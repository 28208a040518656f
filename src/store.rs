//! Directory-backed JSON persistence of curation state.
//!
//! Each piece of state lives in its own file so external tools can read
//! them individually. Missing files load as defaults.

use std::fs;
use std::path::{Path, PathBuf};

use serde::Serialize;
use serde::de::DeserializeOwned;

use crate::error::{CurateError, Result};
use crate::filter::FilterConfig;
use crate::model::{AnnotationRegion, CategoryList, ClassificationMap, ManualEdits, RegionId};
use crate::pipeline::RuleList;

/// Everything the operator can save for one dataset.
#[derive(Debug, Clone, Default, PartialEq)]
pub struct CurationState {
    pub filter: FilterConfig,
    pub rules: RuleList,
    pub categories: CategoryList,
    pub edits: ManualEdits,
}

/// Curation state stored as JSON files in one directory.
#[derive(Debug, Clone)]
pub struct CurationStore {
    dir: PathBuf,
}

impl CurationStore {
    pub const FILTER_CONFIG_FILE: &'static str = "filter_config.json";
    pub const RULES_FILE: &'static str = "classification_rules.json";
    pub const CATEGORIES_FILE: &'static str = "categories.json";
    pub const CLASSIFICATION_FILE: &'static str = "classification.json";
    pub const REMOVED_FILE: &'static str = "removed_ids.json";

    pub fn new(dir: impl Into<PathBuf>) -> Self {
        Self { dir: dir.into() }
    }

    pub fn dir(&self) -> &Path {
        &self.dir
    }

    /// Load all state files. Missing files fall back to defaults.
    pub fn load(&self) -> Result<CurationState> {
        let filter = match read_optional(&self.path(Self::FILTER_CONFIG_FILE))? {
            Some(json) => FilterConfig::from_json(&json)?,
            None => FilterConfig::default(),
        };
        let rules: RuleList = self.load_json(Self::RULES_FILE)?;
        let categories: CategoryList = self.load_json(Self::CATEGORIES_FILE)?;
        let classification: ClassificationMap = self.load_json(Self::CLASSIFICATION_FILE)?;
        let removed: Vec<RegionId> = self.load_json(Self::REMOVED_FILE)?;

        log::info!(
            "Loaded curation state from {:?}: {} rules, {} categories, {} classified, {} removed",
            self.dir,
            rules.len(),
            categories.len(),
            classification.len(),
            removed.len()
        );
        Ok(CurationState {
            filter,
            rules,
            categories,
            edits: ManualEdits::new(removed.into_iter().collect(), classification),
        })
    }

    /// Write every state file.
    pub fn save(&self, state: &CurationState) -> Result<()> {
        self.save_filter(&state.filter)?;
        self.save_json(Self::RULES_FILE, &state.rules)?;
        self.save_json(Self::CATEGORIES_FILE, &state.categories)?;
        self.save_classification(&state.edits.classification)?;
        let removed: Vec<RegionId> = state.edits.removed_ids.iter().copied().collect();
        self.save_json(Self::REMOVED_FILE, &removed)?;
        log::info!("Saved curation state to {:?}", self.dir);
        Ok(())
    }

    pub fn save_filter(&self, filter: &FilterConfig) -> Result<()> {
        self.save_json(Self::FILTER_CONFIG_FILE, filter)
    }

    pub fn save_classification(&self, classification: &ClassificationMap) -> Result<()> {
        self.save_json(Self::CLASSIFICATION_FILE, classification)
    }

    fn path(&self, file: &str) -> PathBuf {
        self.dir.join(file)
    }

    fn load_json<T: DeserializeOwned + Default>(&self, file: &str) -> Result<T> {
        match read_optional(&self.path(file))? {
            Some(json) => Ok(serde_json::from_str(&json)?),
            None => Ok(T::default()),
        }
    }

    /// Write one state file, creating the directory if needed.
    fn save_json<T: Serialize + ?Sized>(&self, file: &str, value: &T) -> Result<()> {
        fs::create_dir_all(&self.dir).map_err(|e| CurateError::io(&self.dir, e))?;
        let path = self.path(file);
        let json = serde_json::to_string_pretty(value)?;
        fs::write(&path, json).map_err(|e| CurateError::io(&path, e))?;
        log::debug!("Wrote {:?}", path);
        Ok(())
    }
}

/// Load a region list exported by the data-loading side.
pub fn load_regions(path: &Path) -> Result<Vec<AnnotationRegion>> {
    let json = fs::read_to_string(path).map_err(|e| CurateError::io(path, e))?;
    let regions: Vec<AnnotationRegion> = serde_json::from_str(&json)?;
    log::info!("Loaded {} regions from {:?}", regions.len(), path);
    Ok(regions)
}

fn read_optional(path: &Path) -> Result<Option<String>> {
    if !path.exists() {
        log::debug!("No state file at {:?}", path);
        return Ok(None);
    }
    fs::read_to_string(path)
        .map(Some)
        .map_err(|e| CurateError::io(path, e))
}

Instructions to follow. Each record needs to be duplicated exactly.

Reply to the task.
repository 28208a040518656f
filename src/store.rs
//! Directory-backed JSON persistence of curation state.
//!
//! Each piece of state lives in its own file so external tools can read
//! them individually. Missing files load as defaults.

use std::fs;
use std::path::{Path, PathBuf};

use serde::Serialize;
use serde::de::DeserializeOwned;

use crate::error::{CurateError, Result};
use crate::filter::FilterConfig;
use crate::model::{AnnotationRegion, CategoryList, ClassificationMap, ManualEdits, RegionId};
use crate::pipeline::RuleList;

/// Everything the operator can save for one dataset.
#[derive(Debug, Clone, Default, PartialEq)]
pub struct CurationState {
    pub filter: FilterConfig,
    pub rules: RuleList,
    pub categories: CategoryList,
    pub edits: ManualEdits,
}

/// Curation state stored as JSON files in one directory.
#[derive(Debug, Clone)]
pub struct CurationStore {
    dir: PathBuf,
}

impl CurationStore {
    pub const FILTER_CONFIG_FILE: &'static str = "filter_config.json";
    pub const RULES_FILE: &'static str = "classification_rules.json";
    pub const CATEGORIES_FILE: &'static str = "categories.json";
    pub const CLASSIFICATION_FILE: &'static str = "classification.json";
    pub const REMOVED_FILE: &'static str = "removed_ids.json";

    pub fn new(dir: impl Into<PathBuf>) -> Self {
        Self { dir: dir.into() }
    }

    pub fn dir(&self) -> &Path {
        &self.dir
    }

    /// Load all state files. Missing files fall back to defaults.
    pub fn load(&self) -> Result<CurationState> {
        let filter = match read_optional(&self.path(Self::FILTER_CONFIG_FILE))? {
            Some(json) => FilterConfig::from_json(&json)?,
            None => FilterConfig::default(),
        };
        let rules: RuleList = self.load_json(Self::RULES_FILE)?;
        let categories: CategoryList = self.load_json(Self::CATEGORIES_FILE)?;
        let classification: ClassificationMap = self.load_json(Self::CLASSIFICATION_FILE)?;
        let removed: Vec<RegionId> = self.load_json(Self::REMOVED_FILE)?;

        log::info!(
            "Loaded curation state from {:?}: {} rules, {} categories, {} classified, {} removed",
            self.dir,
            rules.len(),
            categories.len(),
            classification.len(),
            removed.len()
        );
        Ok(CurationState {
            filter,
            rules,
            categories,
            edits: ManualEdits::new(removed.into_iter().collect(), classification),
        })
    }

    /// Write every state file.
    pub fn save(&self, state: &CurationState) -> Result<()> {
        self.save_filter(&state.filter)?;
        self.save_json(Self::RULES_FILE, &state.rules)?;
        self.save_json(Self::CATEGORIES_FILE, &state.categories)?;
        self.save_classification(&state.edits.classification)?;
        let removed: Vec<RegionId> = state.edits.removed_ids.iter().copied().collect();
        self.save_json(Self::REMOVED_FILE, &removed)?;
        log::info!("Saved curation state to {:?}", self.dir);
        Ok(())
    }

    pub fn save_filter(&self, filter: &FilterConfig) -> Result<()> {
        self.save_json(Self::FILTER_CONFIG_FILE, filter)
    }

    pub fn save_classification(&self, classification: &ClassificationMap) -> Result<()> {
        self.save_json(Self::CLASSIFICATION_FILE, classification)
    }

    fn path(&self, file: &str) -> PathBuf {
        self.dir.join(file)
    }

    fn load_json<T: DeserializeOwned + Default>(&self, file: &str) -> Result<T> {
        match read_optional(&self.path(file))? {
            Some(json) => Ok(serde_json::from_str(&json)?),
            None => Ok(T::default()),
        }
    }

    /// Write one state file, creating the directory if needed.
    fn save_json<T: Serialize + ?Sized>(&self, file: &str, value: &T) -> Result<()> {
        fs::create_dir_all(&self.dir).map_err(|e| CurateError::io(&self.dir, e))?;
        let path = self.path(file);
        let json = serde_json::to_string_pretty(value)?;
        fs::write(&path, json).map_err(|e| CurateError::io(&path, e))?;
        log::debug!("Wrote {:?}", path);
        Ok(())
    }
}

/// Load a region list exported by the data-loading side.
pub fn load_regions(path: &Path) -> Result<Vec<AnnotationRegion>> {
    let json = fs::read_to_string(path).map_err(|e| CurateError::io(path, e))?;
    let regions: Vec<AnnotationRegion> = serde_json::from_str(&json)?;
    log::info!("Loaded {} regions from {:?}", regions.len(), path);
    Ok(regions)
}

fn read_optional(path: &Path) -> Result<Option<String>> {
    if !path.exists() {
        log::debug!("No state file at {:?}", path);
        return Ok(None);
    }
    fs::read_to_string(path)
        .map(Some)
        .map_err(|e| CurateError::io(path, e))
}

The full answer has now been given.